_About this task_
Reproduce, from the lines below, exactly the stretch that begins at the line containing "fn doc(id: &str)" and ends at the line containing "assert_eq!(out, vec![vec![11, 21, 31, 41]]);", both included.

_Collected data_
◇ ◇ ◇ ◇ ◇
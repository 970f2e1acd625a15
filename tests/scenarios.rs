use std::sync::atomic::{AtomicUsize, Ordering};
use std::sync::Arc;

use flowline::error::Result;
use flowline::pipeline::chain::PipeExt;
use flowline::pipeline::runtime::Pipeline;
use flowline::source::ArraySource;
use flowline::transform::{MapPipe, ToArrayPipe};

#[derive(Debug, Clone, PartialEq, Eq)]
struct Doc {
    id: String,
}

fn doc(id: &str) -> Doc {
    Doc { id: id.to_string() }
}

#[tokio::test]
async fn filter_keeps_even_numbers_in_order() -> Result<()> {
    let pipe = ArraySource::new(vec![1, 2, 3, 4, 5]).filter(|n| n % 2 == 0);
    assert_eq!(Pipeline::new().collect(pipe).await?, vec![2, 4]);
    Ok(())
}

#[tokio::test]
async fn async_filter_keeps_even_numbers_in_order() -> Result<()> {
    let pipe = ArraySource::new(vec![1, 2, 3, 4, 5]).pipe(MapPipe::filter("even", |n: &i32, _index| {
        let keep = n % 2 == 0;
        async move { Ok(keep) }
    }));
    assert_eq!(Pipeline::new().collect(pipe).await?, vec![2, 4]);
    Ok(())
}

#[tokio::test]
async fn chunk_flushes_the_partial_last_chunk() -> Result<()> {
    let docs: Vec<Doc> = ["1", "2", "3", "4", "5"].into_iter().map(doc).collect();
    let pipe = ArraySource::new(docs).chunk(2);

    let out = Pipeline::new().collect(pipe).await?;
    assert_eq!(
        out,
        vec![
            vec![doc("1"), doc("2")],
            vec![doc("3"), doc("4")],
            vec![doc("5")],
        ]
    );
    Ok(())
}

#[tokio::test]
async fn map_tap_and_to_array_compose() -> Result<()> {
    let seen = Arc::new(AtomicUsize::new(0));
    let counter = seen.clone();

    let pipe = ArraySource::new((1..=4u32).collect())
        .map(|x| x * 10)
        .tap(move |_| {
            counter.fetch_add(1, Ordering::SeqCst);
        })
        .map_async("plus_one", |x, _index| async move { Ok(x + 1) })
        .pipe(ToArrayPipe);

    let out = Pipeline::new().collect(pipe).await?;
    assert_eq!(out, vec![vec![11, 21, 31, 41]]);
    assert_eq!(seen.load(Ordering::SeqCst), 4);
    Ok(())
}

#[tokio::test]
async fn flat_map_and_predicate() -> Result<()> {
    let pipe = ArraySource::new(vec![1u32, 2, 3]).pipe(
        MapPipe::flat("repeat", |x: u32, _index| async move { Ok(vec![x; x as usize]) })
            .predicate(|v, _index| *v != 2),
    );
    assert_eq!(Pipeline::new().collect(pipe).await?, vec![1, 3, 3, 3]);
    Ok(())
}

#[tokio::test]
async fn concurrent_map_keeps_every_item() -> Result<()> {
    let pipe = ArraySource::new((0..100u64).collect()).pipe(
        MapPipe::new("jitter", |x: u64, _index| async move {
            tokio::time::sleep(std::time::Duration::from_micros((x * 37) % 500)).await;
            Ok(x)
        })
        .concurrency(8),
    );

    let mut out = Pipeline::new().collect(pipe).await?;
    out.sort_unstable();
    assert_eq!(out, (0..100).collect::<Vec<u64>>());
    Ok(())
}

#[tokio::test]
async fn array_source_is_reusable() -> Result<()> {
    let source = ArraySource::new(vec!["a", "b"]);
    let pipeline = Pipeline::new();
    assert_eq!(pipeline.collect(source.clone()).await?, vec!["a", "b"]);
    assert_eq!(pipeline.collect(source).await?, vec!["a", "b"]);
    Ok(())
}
◇ ◇ ◇ ◇ ◇
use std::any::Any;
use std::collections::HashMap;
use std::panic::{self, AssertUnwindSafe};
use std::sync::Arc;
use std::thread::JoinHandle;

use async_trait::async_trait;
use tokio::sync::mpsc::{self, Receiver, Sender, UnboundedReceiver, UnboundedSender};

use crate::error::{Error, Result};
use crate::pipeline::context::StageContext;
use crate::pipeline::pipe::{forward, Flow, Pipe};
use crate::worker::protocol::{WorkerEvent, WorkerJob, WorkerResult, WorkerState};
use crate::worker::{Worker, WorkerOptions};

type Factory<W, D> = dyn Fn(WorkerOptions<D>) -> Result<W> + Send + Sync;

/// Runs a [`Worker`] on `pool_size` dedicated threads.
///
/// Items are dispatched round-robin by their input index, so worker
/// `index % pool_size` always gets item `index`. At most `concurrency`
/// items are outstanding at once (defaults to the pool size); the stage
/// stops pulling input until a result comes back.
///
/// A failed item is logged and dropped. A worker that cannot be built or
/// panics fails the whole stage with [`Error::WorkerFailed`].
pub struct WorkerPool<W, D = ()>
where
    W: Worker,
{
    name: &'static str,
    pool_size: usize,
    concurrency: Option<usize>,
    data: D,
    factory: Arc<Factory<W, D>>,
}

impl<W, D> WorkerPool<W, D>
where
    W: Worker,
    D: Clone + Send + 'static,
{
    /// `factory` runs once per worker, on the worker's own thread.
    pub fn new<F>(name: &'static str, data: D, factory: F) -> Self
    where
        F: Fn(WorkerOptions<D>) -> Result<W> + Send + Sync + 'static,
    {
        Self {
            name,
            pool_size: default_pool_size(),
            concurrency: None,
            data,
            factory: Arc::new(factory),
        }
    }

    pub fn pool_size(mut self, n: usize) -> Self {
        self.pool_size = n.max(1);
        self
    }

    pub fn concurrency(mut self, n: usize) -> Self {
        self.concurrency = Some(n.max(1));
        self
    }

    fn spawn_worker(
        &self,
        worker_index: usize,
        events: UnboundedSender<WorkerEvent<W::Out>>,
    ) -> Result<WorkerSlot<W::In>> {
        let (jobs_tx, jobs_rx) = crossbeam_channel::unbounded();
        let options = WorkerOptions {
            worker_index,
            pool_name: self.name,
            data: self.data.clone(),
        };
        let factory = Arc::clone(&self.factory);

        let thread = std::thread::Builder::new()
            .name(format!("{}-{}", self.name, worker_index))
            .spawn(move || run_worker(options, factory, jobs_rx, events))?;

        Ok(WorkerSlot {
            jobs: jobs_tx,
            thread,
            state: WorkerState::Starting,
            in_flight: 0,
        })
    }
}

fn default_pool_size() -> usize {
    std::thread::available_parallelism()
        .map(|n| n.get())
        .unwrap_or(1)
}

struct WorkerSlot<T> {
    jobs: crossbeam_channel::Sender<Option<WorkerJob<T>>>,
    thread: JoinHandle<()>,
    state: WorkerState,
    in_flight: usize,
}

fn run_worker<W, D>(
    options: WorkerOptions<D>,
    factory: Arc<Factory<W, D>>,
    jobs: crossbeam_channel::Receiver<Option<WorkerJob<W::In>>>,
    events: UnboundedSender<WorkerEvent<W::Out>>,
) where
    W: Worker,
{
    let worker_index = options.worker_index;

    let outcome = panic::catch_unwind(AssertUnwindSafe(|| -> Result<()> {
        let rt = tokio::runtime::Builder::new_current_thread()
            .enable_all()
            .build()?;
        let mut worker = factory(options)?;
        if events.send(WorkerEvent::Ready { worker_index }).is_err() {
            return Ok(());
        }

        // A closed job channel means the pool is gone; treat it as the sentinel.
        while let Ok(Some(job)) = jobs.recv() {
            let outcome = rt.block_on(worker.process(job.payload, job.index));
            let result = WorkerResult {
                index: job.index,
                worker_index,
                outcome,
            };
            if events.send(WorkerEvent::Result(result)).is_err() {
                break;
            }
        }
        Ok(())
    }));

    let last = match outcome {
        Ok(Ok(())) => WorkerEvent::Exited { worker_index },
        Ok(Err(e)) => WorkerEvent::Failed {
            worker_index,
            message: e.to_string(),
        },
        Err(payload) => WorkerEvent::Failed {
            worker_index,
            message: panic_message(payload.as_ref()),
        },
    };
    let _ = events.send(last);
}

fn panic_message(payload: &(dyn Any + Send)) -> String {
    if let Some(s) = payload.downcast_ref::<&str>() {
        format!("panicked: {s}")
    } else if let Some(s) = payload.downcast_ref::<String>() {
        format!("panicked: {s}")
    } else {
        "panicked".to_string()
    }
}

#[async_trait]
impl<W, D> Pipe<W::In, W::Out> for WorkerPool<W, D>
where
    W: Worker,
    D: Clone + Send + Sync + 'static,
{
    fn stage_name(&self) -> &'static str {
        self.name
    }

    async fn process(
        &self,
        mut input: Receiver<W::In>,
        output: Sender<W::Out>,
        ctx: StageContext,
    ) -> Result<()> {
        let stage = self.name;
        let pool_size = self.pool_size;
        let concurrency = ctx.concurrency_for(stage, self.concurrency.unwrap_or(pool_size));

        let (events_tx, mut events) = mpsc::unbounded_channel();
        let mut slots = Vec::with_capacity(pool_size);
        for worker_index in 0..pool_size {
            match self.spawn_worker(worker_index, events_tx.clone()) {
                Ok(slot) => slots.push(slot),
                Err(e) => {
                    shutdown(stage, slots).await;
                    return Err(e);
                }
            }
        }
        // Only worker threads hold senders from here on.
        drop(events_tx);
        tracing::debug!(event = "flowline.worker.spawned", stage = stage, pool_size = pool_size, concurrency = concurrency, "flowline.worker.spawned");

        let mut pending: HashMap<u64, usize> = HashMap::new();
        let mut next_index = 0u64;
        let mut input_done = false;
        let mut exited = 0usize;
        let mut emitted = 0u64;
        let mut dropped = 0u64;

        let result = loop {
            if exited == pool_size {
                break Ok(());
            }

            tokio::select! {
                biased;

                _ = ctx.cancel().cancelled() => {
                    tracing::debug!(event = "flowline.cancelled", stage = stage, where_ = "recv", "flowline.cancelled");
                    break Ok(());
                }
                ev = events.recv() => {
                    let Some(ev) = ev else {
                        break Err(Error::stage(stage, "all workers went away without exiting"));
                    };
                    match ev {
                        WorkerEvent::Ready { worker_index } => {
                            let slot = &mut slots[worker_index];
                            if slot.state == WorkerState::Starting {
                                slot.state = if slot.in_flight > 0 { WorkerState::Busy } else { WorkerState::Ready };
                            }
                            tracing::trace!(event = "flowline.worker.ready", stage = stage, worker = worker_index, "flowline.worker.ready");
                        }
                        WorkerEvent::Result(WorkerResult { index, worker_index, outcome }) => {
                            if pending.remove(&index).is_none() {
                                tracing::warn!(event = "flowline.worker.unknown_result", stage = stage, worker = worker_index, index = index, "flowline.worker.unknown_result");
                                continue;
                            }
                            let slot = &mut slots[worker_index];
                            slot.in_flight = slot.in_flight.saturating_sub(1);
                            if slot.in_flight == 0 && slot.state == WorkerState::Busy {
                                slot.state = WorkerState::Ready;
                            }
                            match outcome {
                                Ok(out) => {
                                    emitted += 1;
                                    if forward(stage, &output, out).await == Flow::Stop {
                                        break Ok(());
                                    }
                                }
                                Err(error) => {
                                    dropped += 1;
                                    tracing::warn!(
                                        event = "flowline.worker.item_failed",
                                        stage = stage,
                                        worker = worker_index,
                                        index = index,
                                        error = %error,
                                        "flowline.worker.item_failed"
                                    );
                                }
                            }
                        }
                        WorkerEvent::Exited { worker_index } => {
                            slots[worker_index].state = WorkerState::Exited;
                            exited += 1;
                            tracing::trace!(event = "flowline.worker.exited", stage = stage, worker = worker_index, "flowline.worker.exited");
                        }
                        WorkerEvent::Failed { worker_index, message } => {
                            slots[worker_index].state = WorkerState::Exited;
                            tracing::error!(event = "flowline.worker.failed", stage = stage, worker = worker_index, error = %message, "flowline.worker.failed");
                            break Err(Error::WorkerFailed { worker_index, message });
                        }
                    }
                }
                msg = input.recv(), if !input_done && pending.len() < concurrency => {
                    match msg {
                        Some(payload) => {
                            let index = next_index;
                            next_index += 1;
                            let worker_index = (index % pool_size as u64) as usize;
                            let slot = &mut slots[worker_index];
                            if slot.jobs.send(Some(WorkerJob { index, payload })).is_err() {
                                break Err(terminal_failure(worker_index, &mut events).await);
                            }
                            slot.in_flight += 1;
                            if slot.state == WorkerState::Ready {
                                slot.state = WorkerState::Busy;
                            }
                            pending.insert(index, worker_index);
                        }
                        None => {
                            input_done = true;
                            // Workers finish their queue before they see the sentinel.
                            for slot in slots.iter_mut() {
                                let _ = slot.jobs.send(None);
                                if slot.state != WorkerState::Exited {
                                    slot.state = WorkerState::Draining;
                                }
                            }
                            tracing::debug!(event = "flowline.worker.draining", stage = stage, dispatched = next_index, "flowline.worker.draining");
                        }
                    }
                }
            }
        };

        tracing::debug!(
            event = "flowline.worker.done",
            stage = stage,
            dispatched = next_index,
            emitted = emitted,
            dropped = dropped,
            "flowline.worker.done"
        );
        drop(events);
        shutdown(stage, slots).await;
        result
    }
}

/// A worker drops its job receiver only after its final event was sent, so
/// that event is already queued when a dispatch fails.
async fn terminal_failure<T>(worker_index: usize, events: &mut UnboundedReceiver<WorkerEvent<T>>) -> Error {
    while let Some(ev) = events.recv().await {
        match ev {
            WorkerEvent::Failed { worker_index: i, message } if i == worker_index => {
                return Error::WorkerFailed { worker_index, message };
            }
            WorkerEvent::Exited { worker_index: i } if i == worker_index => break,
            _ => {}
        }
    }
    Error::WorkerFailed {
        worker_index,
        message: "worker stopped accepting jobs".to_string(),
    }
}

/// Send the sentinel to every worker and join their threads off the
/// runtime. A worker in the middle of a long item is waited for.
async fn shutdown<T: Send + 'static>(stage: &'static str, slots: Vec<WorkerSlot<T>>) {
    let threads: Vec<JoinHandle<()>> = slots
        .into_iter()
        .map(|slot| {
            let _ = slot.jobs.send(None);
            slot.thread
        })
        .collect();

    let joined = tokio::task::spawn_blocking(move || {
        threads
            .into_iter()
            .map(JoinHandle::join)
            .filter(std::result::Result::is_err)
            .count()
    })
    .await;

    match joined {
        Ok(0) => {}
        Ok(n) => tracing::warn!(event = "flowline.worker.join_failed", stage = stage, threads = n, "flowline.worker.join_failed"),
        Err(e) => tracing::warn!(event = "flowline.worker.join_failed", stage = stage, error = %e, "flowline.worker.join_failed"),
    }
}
◇ ◇ ◇ ◇ ◇
_Written response_
fn doc(id: &str) -> Doc {
    Doc { id: id.to_string() }
}

#[tokio::test]
async fn filter_keeps_even_numbers_in_order() -> Result<()> {
    let pipe = ArraySource::new(vec![1, 2, 3, 4, 5]).filter(|n| n % 2 == 0);
    assert_eq!(Pipeline::new().collect(pipe).await?, vec![2, 4]);
    Ok(())
}

#[tokio::test]
async fn async_filter_keeps_even_numbers_in_order() -> Result<()> {
    let pipe = ArraySource::new(vec![1, 2, 3, 4, 5]).pipe(MapPipe::filter("even", |n: &i32, _index| {
        let keep = n % 2 == 0;
        async move { Ok(keep) }
    }));
    assert_eq!(Pipeline::new().collect(pipe).await?, vec![2, 4]);
    Ok(())
}

#[tokio::test]
async fn chunk_flushes_the_partial_last_chunk() -> Result<()> {
    let docs: Vec<Doc> = ["1", "2", "3", "4", "5"].into_iter().map(doc).collect();
    let pipe = ArraySource::new(docs).chunk(2);

    let out = Pipeline::new().collect(pipe).await?;
    assert_eq!(
        out,
        vec![
            vec![doc("1"), doc("2")],
            vec![doc("3"), doc("4")],
            vec![doc("5")],
        ]
    );
    Ok(())
}

#[tokio::test]
async fn map_tap_and_to_array_compose() -> Result<()> {
    let seen = Arc::new(AtomicUsize::new(0));
    let counter = seen.clone();

    let pipe = ArraySource::new((1..=4u32).collect())
        .map(|x| x * 10)
        .tap(move |_| {
            counter.fetch_add(1, Ordering::SeqCst);
        })
        .map_async("plus_one", |x, _index| async move { Ok(x + 1) })
        .pipe(ToArrayPipe);

    let out = Pipeline::new().collect(pipe).await?;
    assert_eq!(out, vec![vec![11, 21, 31, 41]]);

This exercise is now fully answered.